Aim of the task:
If a line of the records contains the word "PropagationStatus", list it.

________________________

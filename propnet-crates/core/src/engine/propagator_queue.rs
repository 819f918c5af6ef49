use std::cmp::Reverse;
use std::collections::BinaryHeap;
use std::collections::VecDeque;

use crate::containers::KeyedVec;
use crate::propagation::Priority;
use crate::propagation::PropagatorId;
use crate::propnet_assert_moderate;

/// The alerts which the scheduler still has to process.
///
/// Propagators are popped by priority, and in the order in which they were alerted within a
/// priority. A propagator is present at most once: alerting a propagator which is already pending
/// does nothing. Once it has been popped it can be alerted again.
#[derive(Debug, Clone)]
pub(crate) struct PropagatorQueue {
    queues: Vec<VecDeque<PropagatorId>>,
    is_enqueued: KeyedVec<PropagatorId, bool>,
    num_enqueued: usize,
    present_priorities: BinaryHeap<Reverse<u8>>,
}

impl Default for PropagatorQueue {
    fn default() -> Self {
        Self::new(Priority::NUM_LEVELS)
    }
}

impl PropagatorQueue {
    pub(crate) fn new(num_priority_levels: usize) -> PropagatorQueue {
        PropagatorQueue {
            queues: vec![VecDeque::new(); num_priority_levels],
            is_enqueued: KeyedVec::default(),
            num_enqueued: 0,
            present_priorities: BinaryHeap::new(),
        }
    }

    pub(crate) fn is_empty(&self) -> bool {
        self.num_enqueued == 0
    }

    pub(crate) fn num_enqueued(&self) -> usize {
        self.num_enqueued
    }

    /// Returns `true` if the propagator was not pending yet.
    pub(crate) fn enqueue_propagator(
        &mut self,
        propagator_id: PropagatorId,
        priority: Priority,
    ) -> bool {
        propnet_assert_moderate!((priority as usize) < self.queues.len());

        if self.is_propagator_enqueued(propagator_id) {
            return false;
        }

        self.is_enqueued.accomodate(propagator_id, false);
        self.is_enqueued[propagator_id] = true;
        self.num_enqueued += 1;

        if self.queues[priority as usize].is_empty() {
            self.present_priorities.push(Reverse(priority as u8));
        }
        self.queues[priority as usize].push_back(propagator_id);

        true
    }

    pub(crate) fn pop(&mut self) -> Option<PropagatorId> {
        let top_priority = self.present_priorities.peek()?.0 as usize;
        propnet_assert_moderate!(!self.queues[top_priority].is_empty());

        let next_propagator_id = self.queues[top_priority].pop_front();

        if let Some(propagator_id) = next_propagator_id {
            self.is_enqueued[propagator_id] = false;
            self.num_enqueued -= 1;

            if self.queues[top_priority].is_empty() {
                let _ = self.present_priorities.pop();
            }
        }

        next_propagator_id
    }

    pub(crate) fn clear(&mut self) {
        for queue in self.queues.iter_mut() {
            queue.clear();
        }

        for is_propagator_enqueued in self.is_enqueued.iter_mut() {
            *is_propagator_enqueued = false;
        }

        self.present_priorities.clear();
        self.num_enqueued = 0;
    }

    pub(crate) fn is_propagator_enqueued(&self, propagator_id: PropagatorId) -> bool {
        self.is_enqueued
            .get(propagator_id)
            .copied()
            .unwrap_or_default()
    }
}
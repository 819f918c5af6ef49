//! Generic arithmetic operators over numbers and intervals.
mod interval_arithmetic;
mod numeric;
mod tolerant_merge;

use std::fmt::Display;

use log::debug;
use propnet_core::generic_operators::predicates::is_interval;
use propnet_core::generic_operators::predicates::is_number;
use propnet_core::generic_operators::OperatorRegistry;
use propnet_core::NetworkError;
use propnet_core::OperationError;
use propnet_core::Value;
use propnet_core::MERGE_OPERATOR;
pub use tolerant_merge::MERGE_TOLERANCE;

pub const ADD: &str = "add";
pub const SUBTRACT: &str = "subtract";
pub const MULTIPLY: &str = "multiply";
pub const DIVIDE: &str = "divide";

/// The binary arithmetic operations which [`install_arithmetic`] registers as generic operators.
#[derive(Debug, Clone, Copy, PartialEq, Eq, Hash)]
pub enum ArithmeticOperator {
    Add,
    Subtract,
    Multiply,
    Divide,
}

impl ArithmeticOperator {
    pub const ALL: [ArithmeticOperator; 4] = [
        ArithmeticOperator::Add,
        ArithmeticOperator::Subtract,
        ArithmeticOperator::Multiply,
        ArithmeticOperator::Divide,
    ];

    /// The name under which the operator is registered.
    pub fn name(self) -> &'static str {
        match self {
            ArithmeticOperator::Add => ADD,
            ArithmeticOperator::Subtract => SUBTRACT,
            ArithmeticOperator::Multiply => MULTIPLY,
            ArithmeticOperator::Divide => DIVIDE,
        }
    }

    fn unsupported(self, arguments: &[Value]) -> OperationError {
        OperationError::Unsupported {
            operator: self.name().to_owned(),
            arguments: arguments.to_vec(),
        }
    }
}

impl Display for ArithmeticOperator {
    fn fmt(&self, f: &mut std::fmt::Formatter<'_>) -> std::fmt::Result {
        write!(f, "{}", self.name())
    }
}

/// Registers the operators of [`ArithmeticOperator`] in `registry`, replacing operators with the
/// same names, and extends the `merge` operator of the registry to numbers.
///
/// Every arithmetic operator has arity 2:
/// - On two numbers, integers stay integers as long as the result is exact; otherwise the result
///   is a float. Dividing by zero fails with [`OperationError::DivisionByZero`].
/// - If either argument is an interval, a number is treated as the interval containing only that
///   number and the result is the interval of all possible outcomes. Dividing by an interval
///   which contains zero is not supported.
/// - Any other argument fails with [`OperationError::Unsupported`].
///
/// After this, two integers still only merge when they are equal, but a float merges with a
/// number that agrees with it up to [`MERGE_TOLERANCE`]; the cell then keeps its content.
pub fn install_arithmetic(registry: &mut OperatorRegistry) -> Result<(), NetworkError> {
    for operator in ArithmeticOperator::ALL {
        let _ = registry.make_generic_operator(2, operator.name(), move |arguments: &[Value]| {
            numeric::apply(operator, arguments)
        })?;
        registry.assign_operation_for_each(
            operator.name(),
            move |arguments: &[Value]| interval_arithmetic::apply(operator, arguments),
            &[
                &[is_interval, is_interval],
                &[is_number, is_interval],
                &[is_interval, is_number],
            ],
        )?;
    }

    if registry.contains(MERGE_OPERATOR) {
        registry.assign_operation(
            MERGE_OPERATOR,
            tolerant_merge::merge_numbers,
            &[is_number, is_number],
        )?;
    }

    debug!("Installed the arithmetic operators");
    Ok(())
}

#[cfg(test)]
mod tests {
    use propnet_core::generic_operators::OperatorRegistry;
    use propnet_core::Interval;
    use propnet_core::Network;
    use propnet_core::NetworkError;
    use propnet_core::OperationError;
    use propnet_core::OperationResult;
    use propnet_core::Value;

    use super::install_arithmetic;
    use super::ArithmeticOperator;

    fn call(operator: ArithmeticOperator, lhs: Value, rhs: Value) -> OperationResult {
        let mut registry = OperatorRegistry::default();
        install_arithmetic(&mut registry).unwrap();

        registry.operator(operator.name()).unwrap().call(&[lhs, rhs])
    }

    fn interval(low: f64, high: f64) -> Value {
        Value::from(Interval::new(low, high).unwrap())
    }

    #[test]
    fn integers_stay_integers_when_exact() {
        assert_eq!(
            call(ArithmeticOperator::Add, Value::from(3), Value::from(4)),
            Ok(Value::from(7))
        );
        assert_eq!(
            call(ArithmeticOperator::Divide, Value::from(12), Value::from(4)),
            Ok(Value::from(3))
        );
    }

    #[test]
    fn inexact_division_produces_a_float() {
        assert_eq!(
            call(ArithmeticOperator::Divide, Value::from(7), Value::from(2)),
            Ok(Value::from(3.5))
        );
    }

    #[test]
    fn floats_and_integers_mix() {
        assert_eq!(
            call(ArithmeticOperator::Multiply, Value::from(1.5), Value::from(4)),
            Ok(Value::from(6.0))
        );
    }

    #[test]
    fn division_by_zero_fails() {
        assert_eq!(
            call(ArithmeticOperator::Divide, Value::from(1), Value::from(0)),
            Err(OperationError::DivisionByZero)
        );
        assert_eq!(
            call(ArithmeticOperator::Divide, Value::from(1.0), Value::from(0.0)),
            Err(OperationError::DivisionByZero)
        );
    }

    #[test]
    fn non_numbers_are_unsupported() {
        let result = call(ArithmeticOperator::Subtract, Value::from("ten"), Value::from(2));

        assert_eq!(
            result,
            Err(OperationError::Unsupported {
                operator: "subtract".to_owned(),
                arguments: vec![Value::from("ten"), Value::from(2)],
            })
        );
    }

    #[test]
    fn intervals_use_interval_arithmetic() {
        assert_eq!(
            call(
                ArithmeticOperator::Add,
                interval(1.0, 2.0),
                interval(10.0, 20.0)
            ),
            Ok(interval(11.0, 22.0))
        );
        assert_eq!(
            call(ArithmeticOperator::Subtract, interval(1.0, 2.0), Value::from(1)),
            Ok(interval(0.0, 1.0))
        );
        assert_eq!(
            call(
                ArithmeticOperator::Multiply,
                interval(-2.0, 3.0),
                interval(4.0, 5.0)
            ),
            Ok(interval(-10.0, 15.0))
        );
        assert_eq!(
            call(ArithmeticOperator::Divide, Value::from(8), interval(2.0, 4.0)),
            Ok(interval(2.0, 4.0))
        );
    }

    #[test]
    fn division_by_interval_containing_zero_is_unsupported() {
        let result = call(
            ArithmeticOperator::Divide,
            interval(1.0, 2.0),
            interval(-1.0, 1.0),
        );

        assert!(matches!(result, Err(OperationError::Unsupported { .. })));
    }

    #[test]
    fn merge_accepts_numbers_which_agree_up_to_rounding() {
        let mut network = Network::default();
        install_arithmetic(network.operators_mut()).unwrap();
        let cell = network.new_cell_with_content(333);

        network.add_content(cell, Value::from(333.0)).unwrap();
        network.add_content(cell, Value::from(333.000_000_000_001)).unwrap();

        assert_eq!(network.content(cell), Some(&Value::from(333)));
        assert!(network.add_content(cell, Value::from(334.0)).is_err());
    }

    #[test]
    fn merge_accepts_the_content_of_the_cell_again() {
        let mut network = Network::default();
        install_arithmetic(network.operators_mut()).unwrap();
        let not_a_number = network.new_cell_with_content(f64::NAN);
        let zero = network.new_cell_with_content(0.0);

        network.add_content(not_a_number, Value::from(f64::NAN)).unwrap();
        network.add_content(zero, Value::from(-0.0)).unwrap();

        assert_eq!(network.content(not_a_number), Some(&Value::from(f64::NAN)));
        assert_eq!(network.statistics().num_content_changes, 0);
        assert!(network.add_content(not_a_number, Value::from(1.0)).is_err());
    }

    #[test]
    fn merge_keeps_integers_exact() {
        let mut network = Network::default();
        install_arithmetic(network.operators_mut()).unwrap();
        let cell = network.new_cell_with_content(1_000_000_000_000_i64);

        let result = network.add_content(cell, Value::from(1_000_000_000_001_i64));

        assert!(matches!(result, Err(NetworkError::Contradiction { .. })));
    }
}
use std::fmt::Display;

/// A closed range of real numbers `[low, high]`.
///
/// An interval is partial information about a number: the number is known to lie somewhere in
/// the range. A narrower interval is more informative, so the merge of two intervals is their
/// intersection.
#[derive(Clone, Copy, Debug)]
pub struct Interval {
    low: f64,
    high: f64,
}

impl Interval {
    /// Creates the interval `[low, high]`.
    ///
    /// Returns `None` if the bounds are out of order or either of them is NaN.
    pub fn new(low: f64, high: f64) -> Option<Interval> {
        if low.is_nan() || high.is_nan() || low > high {
            return None;
        }

        Some(Interval { low, high })
    }

    /// Creates the degenerate interval `[value, value]`.
    pub fn point(value: f64) -> Option<Interval> {
        Interval::new(value, value)
    }

    pub fn low(&self) -> f64 {
        self.low
    }

    pub fn high(&self) -> f64 {
        self.high
    }

    pub fn contains(&self, value: f64) -> bool {
        self.low <= value && value <= self.high
    }

    pub fn is_point(&self) -> bool {
        self.low == self.high
    }

    /// The largest interval contained in both `self` and `other`, or `None` if they are
    /// disjoint.
    pub fn intersect(&self, other: &Interval) -> Option<Interval> {
        Interval::new(self.low.max(other.low), self.high.min(other.high))
    }
}

impl PartialEq for Interval {
    fn eq(&self, other: &Self) -> bool {
        // The bounds are never NaN.
        self.low == other.low && self.high == other.high
    }
}

impl Eq for Interval {}

impl Display for Interval {
    fn fmt(&self, f: &mut std::fmt::Formatter<'_>) -> std::fmt::Result {
        write!(f, "[{}, {}]", self.low, self.high)
    }
}

#[cfg(test)]
mod tests {
    use super::Interval;

    #[test]
    fn bounds_out_of_order_are_rejected() {
        assert_eq!(Interval::new(3.0, 1.0), None);
        assert_eq!(Interval::new(f64::NAN, 1.0), None);
    }

    #[test]
    fn intersection_of_overlapping_intervals() {
        let a = Interval::new(1.0, 5.0).unwrap();
        let b = Interval::new(3.0, 8.0).unwrap();

        assert_eq!(a.intersect(&b), Interval::new(3.0, 5.0));
    }

    #[test]
    fn intersection_of_disjoint_intervals_is_empty() {
        let a = Interval::new(1.0, 2.0).unwrap();
        let b = Interval::new(3.0, 4.0).unwrap();

        assert_eq!(a.intersect(&b), None);
    }

    #[test]
    fn touching_intervals_intersect_in_a_point() {
        let a = Interval::new(1.0, 2.0).unwrap();
        let b = Interval::new(2.0, 4.0).unwrap();

        let intersection = a.intersect(&b).unwrap();
        assert!(intersection.is_point());
        assert!(intersection.contains(2.0));
    }
}
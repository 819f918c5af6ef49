use downcast_rs::impl_downcast;
use downcast_rs::Downcast;

use super::PropagationContext;
use super::PropagationStatus;
use crate::engine::CellId;

// We need to use this to cast from `Box<dyn Propagator>` to a concrete propagator; rust inherently
// does not allow downcasting from the trait definition to its concrete type.
impl_downcast!(Propagator);

/// All propagators implement the [`Propagator`] trait.
///
/// A propagator is stateless with respect to the network: [`Propagator::propagate`] takes `&self`
/// and may be called any number of times, also when none of its inputs changed since the last
/// call. It should then derive nothing new, which the merge of the cells turns into a no-op.
pub trait Propagator: Downcast {
    /// Return the name of the propagator, this is a convenience method that is used for printing
    /// and in error messages.
    fn name(&self) -> &str;

    /// The cells whose changes alert this propagator. The network registers the propagator as a
    /// neighbour of each of them when it is added.
    fn inputs(&self) -> &[CellId];

    /// Reads the inputs from the context and adds the derived information to the output cells.
    ///
    /// If not all required inputs have content yet, the propagator should return `Ok(())`
    /// without adding anything; missing information is not an error. Errors are not recovered
    /// from, they stop the scheduler.
    fn propagate(&self, context: PropagationContext) -> PropagationStatus;

    /// Returns the priority of the propagator. The scheduler runs all alerted propagators of a
    /// higher priority before those of a lower priority.
    ///
    /// By default the priority is [`Priority::Medium`].
    fn priority(&self) -> Priority {
        Priority::default()
    }
}

/// The priority of a propagator, used to determine the order in which alerted propagators run.
///
/// Typically, propagators with low computational complexity should be assigned a high
/// priority (i.e., should be propagated before computationally expensive propagators).
#[derive(Default, Debug, Clone, Copy, Hash, PartialEq, Eq, PartialOrd, Ord)]
#[repr(u8)]
pub enum Priority {
    High = 0,
    #[default]
    Medium = 1,
    Low = 2,
    VeryLow = 3,
}

impl Priority {
    pub(crate) const NUM_LEVELS: usize = 4;
}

________________________

Solution for this exercise:
use super::PropagationStatus;
    fn propagate(&self, context: PropagationContext) -> PropagationStatus;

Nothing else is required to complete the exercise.